Tekst Daily Minutes 19 feb. over sporadische E (Engels)

This is Roger Harrison VK2ZRH with a few words about signal strengths,
mirrors in the sky and Foundation operators accused of running more power
than allowed.

As I was listening around 40 metres the other week, I heard an Advanced
licensee complain about Foundation operators apparently running more power
than allowed because – quote – some of them are SO STRONG that they’ve
gotta be running more power than ten watts – end quote.

Well, there ARE other explanations for what’s happening when you hear a very
LOUD signal from a Foundation operator located 1000 to 1500 kilometres away
in another state, for example.

After all the years I’ve been on the air, and the knowledge I’ve gained about
ionospheric propagation, I too, still marvel at how that happens.

Sometimes, the signal strength defies adequate description, especially when
the S-meter slams against the right hand stop !

The behaviour of the ionosphere often seems puzzling, often ranging through
to perverse !

As many listeners are aware, during the Summer months, from late October
through to early March, the phenomena of sporadic E makes its presence felt.
Also through Winter, during a few weeks either side of the Winter solstice.

But, wait a minute ! Isn’t sporadic E just something that affects the VHF
bands – six and two metres ?

Long story short – no.

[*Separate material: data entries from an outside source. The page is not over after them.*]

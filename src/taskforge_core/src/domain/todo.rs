use std::fmt;
use std::str::FromStr;

use chrono::{DateTime, Utc};
use serde::{Deserialize, Serialize};

/// Task priority. Stored as lowercase text.
#[derive(Debug, Clone, Copy, Default, PartialEq, Eq, Serialize, Deserialize)]
#[serde(rename_all = "lowercase")]
pub enum Priority {
    Low,
    #[default]
    Medium,
    High,
    Urgent,
}

impl Priority {
    pub fn as_str(&self) -> &'static str {
        match self {
            Priority::Low => "low",
            Priority::Medium => "medium",
            Priority::High => "high",
            Priority::Urgent => "urgent",
        }
    }
}

impl fmt::Display for Priority {
    fn fmt(&self, f: &mut fmt::Formatter<'_>) -> fmt::Result {
        f.write_str(self.as_str())
    }
}

impl FromStr for Priority {
    type Err = String;

    fn from_str(s: &str) -> Result<Self, Self::Err> {
        match s {
            "low" => Ok(Priority::Low),
            "medium" => Ok(Priority::Medium),
            "high" => Ok(Priority::High),
            "urgent" => Ok(Priority::Urgent),
            other => Err(format!("Unknown priority: {other}")),
        }
    }
}

/// A task, always owned by exactly one user. `tags` carries the resolved
/// tag names for the caller; the store maintains the underlying links.
#[derive(Debug, Clone, PartialEq, Serialize)]
pub struct Todo {
    pub id: i64,
    pub user_id: i64,
    pub title: String,
    pub description: Option<String>,
    pub completed: bool,
    pub created_at: DateTime<Utc>,
    pub due_date: Option<DateTime<Utc>>,
    pub completed_at: Option<DateTime<Utc>>,
    pub priority: Priority,
    pub image_urls: Vec<String>,
    pub tags: Vec<String>,
}

/// Fields for creating a todo. Defaults: not completed, medium priority,
/// no images, no tags.
#[derive(Debug, Clone, Default, Deserialize)]
pub struct NewTodo {
    pub title: String,
    pub description: Option<String>,
    pub due_date: Option<DateTime<Utc>>,
    pub priority: Option<Priority>,
    #[serde(default)]
    pub image_urls: Vec<String>,
    #[serde(default)]
    pub tags: Vec<String>,
}

/// Partial update: fields left as `None` keep their stored value.
/// Supplying `tags` replaces the todo's full tag set.
#[derive(Debug, Clone, Default, Deserialize)]
pub struct TodoPatch {
    pub title: Option<String>,
    pub description: Option<String>,
    pub completed: Option<bool>,
    pub due_date: Option<DateTime<Utc>>,
    pub priority: Option<Priority>,
    pub image_urls: Option<Vec<String>>,
    pub tags: Option<Vec<String>>,
}
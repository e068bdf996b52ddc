use secrecy::ExposeSecret;
use sqlx::{PgPool, postgres::PgPoolOptions};

use taskforge_adapters::config::DatabaseSettings;

/// Configure and return a PostgreSQL connection pool.
///
/// Creates the pool from the configured URL and runs all pending
/// migrations.
///
/// # Panics
/// Panics if unable to create the pool or run migrations.
pub async fn configure_postgresql(settings: &DatabaseSettings) -> PgPool {
    let pool = get_postgres_pool(settings.url.expose_secret(), settings.max_connections)
        .await
        .expect("Failed to create Postgres connection pool");

    sqlx::migrate!("./migrations")
        .run(&pool)
        .await
        .expect("Failed to run migrations");

    pool
}

/// Create a PostgreSQL connection pool.
pub async fn get_postgres_pool(url: &str, max_connections: u32) -> Result<PgPool, sqlx::Error> {
    PgPoolOptions::new()
        .max_connections(max_connections)
        .connect(url)
        .await
}
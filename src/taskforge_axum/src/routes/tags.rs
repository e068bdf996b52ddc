//! Axum-specific tag routes.

use axum::{
    Json,
    extract::{Path, State},
    http::{HeaderMap, StatusCode},
    response::IntoResponse,
};
use serde::Deserialize;

use taskforge_adapters::JwtConfig;
use taskforge_application::TodoService;
use taskforge_core::{TagStore, TodoStore};

use crate::error::ApiError;
use crate::extract::authenticate;

#[tracing::instrument(name = "List tags", skip_all)]
pub async fn list_tags<T, G>(
    State((todo_store, tag_store, jwt_config)): State<(T, G, JwtConfig)>,
    headers: HeaderMap,
) -> Result<impl IntoResponse, ApiError>
where
    T: TodoStore + Clone + 'static,
    G: TagStore + Clone + 'static,
{
    let payload = authenticate(&headers, &jwt_config)?;
    let tags = TodoService::new(todo_store, tag_store)
        .all_tags(payload.user_id)
        .await?;
    Ok(Json(tags))
}

#[tracing::instrument(name = "List used tags", skip_all)]
pub async fn used_tags<T, G>(
    State((todo_store, tag_store, jwt_config)): State<(T, G, JwtConfig)>,
    headers: HeaderMap,
) -> Result<impl IntoResponse, ApiError>
where
    T: TodoStore + Clone + 'static,
    G: TagStore + Clone + 'static,
{
    let payload = authenticate(&headers, &jwt_config)?;
    let tags = TodoService::new(todo_store, tag_store)
        .used_tags(payload.user_id)
        .await?;
    Ok(Json(tags))
}

#[tracing::instrument(name = "List unused tags", skip_all)]
pub async fn unused_tags<T, G>(
    State((todo_store, tag_store, jwt_config)): State<(T, G, JwtConfig)>,
    headers: HeaderMap,
) -> Result<impl IntoResponse, ApiError>
where
    T: TodoStore + Clone + 'static,
    G: TagStore + Clone + 'static,
{
    let payload = authenticate(&headers, &jwt_config)?;
    let tags = TodoService::new(todo_store, tag_store)
        .unused_tags(payload.user_id)
        .await?;
    Ok(Json(tags))
}

#[tracing::instrument(name = "Find todos by tag", skip_all, fields(name))]
pub async fn todos_by_tag<T, G>(
    State((todo_store, tag_store, jwt_config)): State<(T, G, JwtConfig)>,
    headers: HeaderMap,
    Path(name): Path<String>,
) -> Result<impl IntoResponse, ApiError>
where
    T: TodoStore + Clone + 'static,
    G: TagStore + Clone + 'static,
{
    let payload = authenticate(&headers, &jwt_config)?;
    let todos = TodoService::new(todo_store, tag_store)
        .find_by_tag(&name, payload.user_id)
        .await?;
    Ok(Json(todos))
}

#[derive(Deserialize)]
pub struct CreateTagRequest {
    pub name: String,
}

#[tracing::instrument(name = "Create tag", skip_all)]
pub async fn create_tag<T, G>(
    State((todo_store, tag_store, jwt_config)): State<(T, G, JwtConfig)>,
    headers: HeaderMap,
    Json(request): Json<CreateTagRequest>,
) -> Result<impl IntoResponse, ApiError>
where
    T: TodoStore + Clone + 'static,
    G: TagStore + Clone + 'static,
{
    let payload = authenticate(&headers, &jwt_config)?;
    let tag = TodoService::new(todo_store, tag_store)
        .create_tag(&request.name, payload.user_id)
        .await?;
    Ok((StatusCode::CREATED, Json(tag)))
}

#[tracing::instrument(name = "Delete tag by id", skip_all, fields(id))]
pub async fn delete_tag_by_id<T, G>(
    State((todo_store, tag_store, jwt_config)): State<(T, G, JwtConfig)>,
    headers: HeaderMap,
    Path(id): Path<i64>,
) -> Result<impl IntoResponse, ApiError>
where
    T: TodoStore + Clone + 'static,
    G: TagStore + Clone + 'static,
{
    let payload = authenticate(&headers, &jwt_config)?;
    let tag = TodoService::new(todo_store, tag_store)
        .delete_tag(id, payload.user_id)
        .await?;
    Ok(Json(tag))
}

#[tracing::instrument(name = "Delete tag by name", skip_all, fields(name))]
pub async fn delete_tag_by_name<T, G>(
    State((todo_store, tag_store, jwt_config)): State<(T, G, JwtConfig)>,
    headers: HeaderMap,
    Path(name): Path<String>,
) -> Result<impl IntoResponse, ApiError>
where
    T: TodoStore + Clone + 'static,
    G: TagStore + Clone + 'static,
{
    let payload = authenticate(&headers, &jwt_config)?;
    let tag = TodoService::new(todo_store, tag_store)
        .delete_tag_by_name(&name, payload.user_id)
        .await?;
    Ok(Json(tag))
}
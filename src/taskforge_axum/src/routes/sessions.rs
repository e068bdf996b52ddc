//! Axum-specific session management routes.

use axum::{
    Json,
    extract::{Path, State},
    http::{HeaderMap, StatusCode},
    response::IntoResponse,
};
use serde::Deserialize;

use taskforge_adapters::JwtConfig;
use taskforge_application::{
    ListSessionsUseCase, RevokeOtherSessionsUseCase, RevokeSessionUseCase,
};
use taskforge_core::SessionStore;

use crate::error::ApiError;
use crate::extract::authenticate;

/// The caller's active sessions, most recently used first.
#[tracing::instrument(name = "List sessions", skip_all)]
pub async fn list_sessions<S>(
    State((session_store, jwt_config)): State<(S, JwtConfig)>,
    headers: HeaderMap,
) -> Result<impl IntoResponse, ApiError>
where
    S: SessionStore + Clone + 'static,
{
    let payload = authenticate(&headers, &jwt_config)?;

    let sessions = ListSessionsUseCase::new(session_store)
        .execute(payload.user_id)
        .await?;

    Ok(Json(sessions))
}

/// Revoke one of the caller's sessions by id. A session id belonging to
/// someone else gets a 404, exactly like an id that does not exist.
#[tracing::instrument(name = "Revoke session", skip_all, fields(session_id))]
pub async fn revoke_session<S>(
    State((session_store, jwt_config)): State<(S, JwtConfig)>,
    headers: HeaderMap,
    Path(session_id): Path<i64>,
) -> Result<impl IntoResponse, ApiError>
where
    S: SessionStore + Clone + 'static,
{
    let payload = authenticate(&headers, &jwt_config)?;

    RevokeSessionUseCase::new(session_store)
        .execute(session_id, payload.user_id)
        .await?;

    Ok(StatusCode::NO_CONTENT)
}

#[derive(Deserialize)]
pub struct RevokeOtherSessionsRequest {
    /// The caller's own refresh token; its session is the one kept alive.
    pub refresh_token: String,
}

#[tracing::instrument(name = "Revoke other sessions", skip_all)]
pub async fn revoke_other_sessions<S>(
    State((session_store, jwt_config)): State<(S, JwtConfig)>,
    headers: HeaderMap,
    Json(request): Json<RevokeOtherSessionsRequest>,
) -> Result<impl IntoResponse, ApiError>
where
    S: SessionStore + Clone + 'static,
{
    let payload = authenticate(&headers, &jwt_config)?;

    RevokeOtherSessionsUseCase::new(session_store)
        .execute(payload.user_id, &request.refresh_token)
        .await?;

    Ok(StatusCode::NO_CONTENT)
}
use axum::{Json, http::StatusCode, response::IntoResponse};
use thiserror::Error;

use taskforge_adapters::AccessTokenError;
use taskforge_application::{
    GetUserError, LoginError, LogoutError, RefreshError, RegisterError,
    RequestPasswordResetError, ResendVerificationError, ResetPasswordError, SessionsError,
    TodoServiceError, VerifyEmailError,
};
use taskforge_core::{EmailError, OneTimeCodeError, PasswordError};

/// The HTTP layer's error taxonomy. Use-case errors map into one of these
/// kinds; the kinds map onto status codes. Store and delivery failures
/// collapse into `Internal` so no backend detail leaks to callers.
#[derive(Debug, Error)]
pub enum ApiError {
    #[error("{0}")]
    Validation(String),
    #[error("{0}")]
    Authentication(String),
    #[error("{0}")]
    NotFound(String),
    #[error("{0}")]
    Internal(String),
}

impl IntoResponse for ApiError {
    fn into_response(self) -> axum::response::Response {
        let (status, message) = match self {
            ApiError::Validation(msg) => (StatusCode::BAD_REQUEST, msg),
            ApiError::Authentication(msg) => (StatusCode::UNAUTHORIZED, msg),
            ApiError::NotFound(msg) => (StatusCode::NOT_FOUND, msg),
            ApiError::Internal(msg) => {
                tracing::error!(error = %msg, "request failed");
                (
                    StatusCode::INTERNAL_SERVER_ERROR,
                    "Internal server error".to_owned(),
                )
            }
        };

        (status, Json(serde_json::json!({ "error": message }))).into_response()
    }
}

impl From<EmailError> for ApiError {
    fn from(e: EmailError) -> Self {
        ApiError::Validation(e.to_string())
    }
}

impl From<PasswordError> for ApiError {
    fn from(e: PasswordError) -> Self {
        ApiError::Validation(e.to_string())
    }
}

impl From<OneTimeCodeError> for ApiError {
    fn from(e: OneTimeCodeError) -> Self {
        ApiError::Validation(e.to_string())
    }
}

impl From<AccessTokenError> for ApiError {
    fn from(e: AccessTokenError) -> Self {
        match e {
            AccessTokenError::Invalid => ApiError::Authentication(e.to_string()),
            AccessTokenError::UnexpectedError(msg) => ApiError::Internal(msg),
        }
    }
}

impl From<RegisterError> for ApiError {
    fn from(e: RegisterError) -> Self {
        match e {
            RegisterError::EmailTaken => ApiError::Validation(e.to_string()),
            RegisterError::HashError(_)
            | RegisterError::EmailError(_)
            | RegisterError::CredentialStoreError(_) => ApiError::Internal(e.to_string()),
        }
    }
}

impl From<VerifyEmailError> for ApiError {
    fn from(e: VerifyEmailError) -> Self {
        match e {
            VerifyEmailError::InvalidCode => ApiError::Validation(e.to_string()),
            VerifyEmailError::CredentialStoreError(_) => ApiError::Internal(e.to_string()),
        }
    }
}

impl From<ResendVerificationError> for ApiError {
    fn from(e: ResendVerificationError) -> Self {
        match e {
            ResendVerificationError::UserNotFound => ApiError::NotFound(e.to_string()),
            ResendVerificationError::AlreadyVerified => ApiError::Validation(e.to_string()),
            ResendVerificationError::EmailError(_)
            | ResendVerificationError::CredentialStoreError(_) => {
                ApiError::Internal(e.to_string())
            }
        }
    }
}

impl From<LoginError> for ApiError {
    fn from(e: LoginError) -> Self {
        match e {
            LoginError::InvalidCredentials | LoginError::EmailNotVerified => {
                ApiError::Authentication(e.to_string())
            }
            LoginError::HashError(_)
            | LoginError::CredentialStoreError(_)
            | LoginError::SessionStoreError(_) => ApiError::Internal(e.to_string()),
        }
    }
}

impl From<RefreshError> for ApiError {
    fn from(e: RefreshError) -> Self {
        match e {
            RefreshError::InvalidToken
            | RefreshError::Revoked
            | RefreshError::Expired
            | RefreshError::UserNotFound => ApiError::Authentication(e.to_string()),
            RefreshError::CredentialStoreError(_) | RefreshError::SessionStoreError(_) => {
                ApiError::Internal(e.to_string())
            }
        }
    }
}

impl From<LogoutError> for ApiError {
    fn from(e: LogoutError) -> Self {
        ApiError::Internal(e.to_string())
    }
}

impl From<RequestPasswordResetError> for ApiError {
    fn from(e: RequestPasswordResetError) -> Self {
        ApiError::Internal(e.to_string())
    }
}

impl From<ResetPasswordError> for ApiError {
    fn from(e: ResetPasswordError) -> Self {
        match e {
            ResetPasswordError::InvalidCode => ApiError::Validation(e.to_string()),
            ResetPasswordError::HashError(_)
            | ResetPasswordError::CredentialStoreError(_)
            | ResetPasswordError::SessionStoreError(_) => ApiError::Internal(e.to_string()),
        }
    }
}

impl From<SessionsError> for ApiError {
    fn from(e: SessionsError) -> Self {
        match e {
            SessionsError::SessionNotFound => ApiError::NotFound(e.to_string()),
            SessionsError::SessionStoreError(_) => ApiError::Internal(e.to_string()),
        }
    }
}

impl From<GetUserError> for ApiError {
    fn from(e: GetUserError) -> Self {
        match e {
            GetUserError::UserNotFound => ApiError::NotFound(e.to_string()),
            GetUserError::CredentialStoreError(_) => ApiError::Internal(e.to_string()),
        }
    }
}

impl From<TodoServiceError> for ApiError {
    fn from(e: TodoServiceError) -> Self {
        match e {
            TodoServiceError::TodoNotFound | TodoServiceError::TagNotFound => {
                ApiError::NotFound(e.to_string())
            }
            TodoServiceError::TagExists | TodoServiceError::TagInUse(_) => {
                ApiError::Validation(e.to_string())
            }
            TodoServiceError::TodoStoreError(_) | TodoServiceError::TagStoreError(_) => {
                ApiError::Internal(e.to_string())
            }
        }
    }
}
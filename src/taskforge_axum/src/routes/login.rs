//! Axum-specific login route.

use axum::{Json, extract::State, http::HeaderMap, response::IntoResponse};
use secrecy::Secret;
use serde::{Deserialize, Serialize};

use taskforge_adapters::{JwtConfig, issue_access_token};
use taskforge_application::LoginUseCase;
use taskforge_core::{
    CredentialStore, Email, Password, PasswordHasher, PublicUser, SessionStore, TokenPayload,
};

use crate::error::ApiError;
use crate::extract::device_info;

#[derive(Deserialize)]
pub struct LoginRequest {
    pub email: Secret<String>,
    pub password: Secret<String>,
}

#[derive(Serialize)]
pub struct LoginResponseBody {
    pub access_token: String,
    pub refresh_token: String,
    pub user: PublicUser,
}

/// Authenticates credentials and opens a device-tagged session, returning
/// the access/refresh token pair.
#[tracing::instrument(name = "Login", skip_all)]
pub async fn login<C, S, H>(
    State((credential_store, session_store, password_hasher, jwt_config)): State<(
        C,
        S,
        H,
        JwtConfig,
    )>,
    headers: HeaderMap,
    Json(request): Json<LoginRequest>,
) -> Result<impl IntoResponse, ApiError>
where
    C: CredentialStore + Clone + 'static,
    S: SessionStore + Clone + 'static,
    H: PasswordHasher + Clone + 'static,
{
    let email = Email::try_from(request.email)?;
    let password = Password::try_from(request.password)?;
    let device = device_info(&headers);

    let response = LoginUseCase::new(credential_store, session_store, password_hasher)
        .execute(&email, &password, Some(device))
        .await?;

    let access_token = issue_access_token(
        &TokenPayload {
            user_id: response.user.id,
            email: response.user.email.clone(),
        },
        &jwt_config,
    )?;

    Ok(Json(LoginResponseBody {
        access_token,
        refresh_token: response.refresh_token,
        user: response.user,
    }))
}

It also supports propagation across the HF bands.

Sporadic E ionisation consists of a thin, dense horizontal “clouds” of ions
that are between one kilometre and five kilometres thick. These clouds form
at heights between about 90 kilometres and 130 km – that’s the E region.
The ions attract a swarm of free electrons that do the work of reflecting your
RF signal.

These clouds are created by wind shears. That is, winds blowing in opposite
directions. When one wind blows east and the other above it blows west, they
push long-lived metallic ions into the “quiet” space between the winds, thus
forming those thin clouds.

The long-lived metallic ions are formed from the ablation of meteors. It is
estimated that some 100 to 200 tonnes of tiny meteors, like grains of sand,
fall on the Earth’s atmosphere every day. So there’s always a haze of meteor
dust and metallic ions drifting around up there.

So, when sporadic E forms we have a thin, pretty much totally reflecting cloud
layer in the ionosphere. Ionospheric scientists refer to RF propagation via
sporadic E as specular reflection. That means – like a mirror. There’s little
or no loss.

The signal attenuation over the path is largely that of it spreading out.
On 40 metres, during daytime, there will be some attenuation by the signal
passing through the D region and suffering some absorption. At night,
that absorption disappears. Sporadic E occurs at night as well as through
the day. But that’s another whole story on its own !

Over a path of 1000 kilometres up to 1500 or 2000 kilometres, if the path was
direct, unobstructed by the Earth’s curvature, a ten watt transmitter will be
received as a very strong signal.

But – it can get even stronger ! This comes about through the phenomenon of
raypath focusing.

It’s a curious thing, but the sporadic E cloud can act much like a shaving
mirror and focus signal raypaths into a small area where they come to ground
at the skip distance. This focusing AMPLIFIES the signal strength.

Say what ?! Yep – the ionosphere can provide GAIN. Hence, those mighty loud
signals you hear at times.

The corollary to that is that the area on the ground where the signal can be
heard may be quite small, maybe only hundreds of metres to a kilometre or so
across. You can hear someone in your neck of the woods working a DX station,
but can’t hear the DX yourself.

Of course, the sporadic E cloud can also de-focus the signal raypaths and
cause the signal at the skip distance to become quite weak. QSB rules when
it comes to sporadic E propagation.

I know some of you will be wondering if this also happens over shorter
distances. On the HF bands, the answer is yes !

Specular reflection and raypath focusing can be observed on paths of only
200 to 500 km on the HF bands.

So. Next time you hear a Foundation station whose signal pins your S-meter,
don’t immediately jump to the conclusion that the operator is “cheating” and
running more power than their licence allows.

This has been Roger Harrison VK2ZRH for VK1WIA News.